Il centrocampista spagnolo afferma di avere “enorme fiducia” nelle sue capacità dopo le sue impressionanti prestazioni da sostituto.
Pubblicato il 17 luglio 2026
Il super-sub spagnolo Mikel Merino ha ammesso che neutralizzare la minaccia di Lionel Messi sarà una “grande sfida” mentre La Roja si prepara alla resa dei conti finale della Coppa del Mondo contro l’Argentina.
“È una sfida enorme, una motivazione incredibile per me e per tutta la squadra”, ha detto Merino affrontando Messi nella sua conferenza stampa di venerdì.
“Poter giocare contro una squadra come l’Argentina, che ha già vinto questo trofeo, rende la partita ancora più significativa e sono molto felice di vivere questo momento”, ha detto Merino ai giornalisti nella base di allenamento della Spagna ad East Hanover, nel New Jersey.
Lo skipper dell’Argentina Messi, 39 anni, è stato fondamentale nel trascinare i campioni in carica nella finale di domenica a East Rutherford, orchestrando una vittoria in semifinale per 2-1 sull’Inghilterra con due assist.
Messi, capocannoniere del torneo con otto gol, ha anche ispirato una spettacolare rimonta contro l’Egitto agli ottavi, quando l’Argentina ha rimontato da 2-0 a 11 minuti dalla fine vincendo 3-2.
L’asso dell’Arsenal Merino ha giocato un ruolo decisivo nel percorso della Spagna verso la finale, uscendo dalla panchina dei sostituti e segnando la vittoria nel finale nella sconfitta agli ottavi contro il Portogallo e nella vittoria ai quarti contro il Belgio.
“Ho un’incredibile fiducia in me stesso e nelle mie capacità, e ogni volta che scendo in campo, credo di poter avere un impatto per la squadra”, ha dichiarato Merino.
“Ma onestamente, non importa chi sia l’eroe; l’importante è che alla fine vinca la squadra. Quando vinci un titolo, appartiene a tutti, non solo agli undici titolari”, ha aggiunto.

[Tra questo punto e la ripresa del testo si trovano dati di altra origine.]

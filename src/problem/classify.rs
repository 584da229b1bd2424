//! Partitioning of global indices into batch, free and summation roles.
//!
//! Global index ids number C's dimensions first (`0..dims(C)`), followed by
//! the summation indices. Each operand dimension is assigned one id.

use smallvec::SmallVec;

use crate::error::{ProblemError, ProblemResult};
use crate::tensor::INLINE_DIMS;

/// Ordered list of global index ids.
pub type IndexList = SmallVec<[usize; INLINE_DIMS]>;

/// A summation index as (position in A, position in B).
pub type SummationPair = (usize, usize);

/// Ordered list of summation pairs.
pub type SummationList = SmallVec<[SummationPair; INLINE_DIMS]>;

/// Role of one global index id.
#[derive(Debug, Clone, Copy, PartialEq, Eq)]
pub enum IndexRole {
    /// In C, A and B.
    Batch,
    /// In C and exactly one operand.
    Free,
    /// In A and B but not C, at the given operand positions.
    Summation(SummationPair),
    /// Not used by any tensor.
    Unused,
}

/// Classified indices of a contraction, each list in ascending id order.
#[derive(Debug, Clone, Default, PartialEq, Eq, Hash)]
pub struct IndexClassification {
    pub free: IndexList,
    pub batch: IndexList,
    pub summation: SummationList,
}

/// Determines the role of global index `id`.
pub fn classify_index(
    id: usize,
    num_dims_c: usize,
    indices_a: &[usize],
    indices_b: &[usize],
) -> ProblemResult<IndexRole> {
    let in_c = id < num_dims_c;
    let pos_a = indices_a.iter().position(|&index| index == id);
    let pos_b = indices_b.iter().position(|&index| index == id);

    match (in_c, pos_a, pos_b) {
        (true, Some(_), Some(_)) => Ok(IndexRole::Batch),
        (true, Some(_), None) | (true, None, Some(_)) => Ok(IndexRole::Free),
        (true, None, None) => Err(ProblemError::IndexUnassigned { index: id }),
        (false, Some(a), Some(b)) => Ok(IndexRole::Summation((a, b))),
        (false, Some(_), None) | (false, None, Some(_)) => {
            Err(ProblemError::SummationIndexAssignmentsInvalid { index: id })
        }
        (false, None, None) => Ok(IndexRole::Unused),
    }
}

/// Classifies every id that could appear in the contraction.
///
/// Summation ids never precede `dims(C)` and A holds at most `dims(A)` of
/// them, so `0..dims(C) + dims(A)` is an upper bound; ids past the last one
/// in use classify as [`IndexRole::Unused`].
pub fn classify_indices(
    num_dims_c: usize,
    indices_a: &[usize],
    indices_b: &[usize],
) -> ProblemResult<IndexClassification> {
    let mut classification = IndexClassification::default();

    for id in 0..num_dims_c + indices_a.len() {
        match classify_index(id, num_dims_c, indices_a, indices_b)? {
            IndexRole::Batch => classification.batch.push(id),
            IndexRole::Free => classification.free.push(id),
            IndexRole::Summation(pair) => classification.summation.push(pair),
            IndexRole::Unused => {}
        }
    }

    tracing::debug!(
        num_free = classification.free.len(),
        num_batch = classification.batch.len(),
        num_summation = classification.summation.len(),
        "classified contraction indices"
    );

    Ok(classification)
}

Merino, nel frattempo, è entusiasta del talento “impressionante” del 19enne Lamine Yamal, che affronterà Messi per la prima volta in uno scontro che rappresenta il passato e il futuro dell’FC Barcelona.
Merino, 30 anni, prevedeva che la finale sarebbe stata “una partita intensa” e che l’arbitro avrebbe dovuto “controllare l’intensità e la frequenza dei contrasti e dei falli”.
“Più velocemente la palla si muove tra di noi, meno tempo ha l’avversario per commettere un fallo”, ha osservato.
Il centrocampista, che ha detto di non avere “ricordi molto chiari” del primo titolo mondiale della Spagna nel 2010, ha ricordato l’ammirazione di quella squadra pionieristica.
“Poter rappresentare il nostro Paese oggi ed essere gli stessi giocatori per le nuove generazioni – per i bambini che ci guardano – è qualcosa di magico”, ha detto.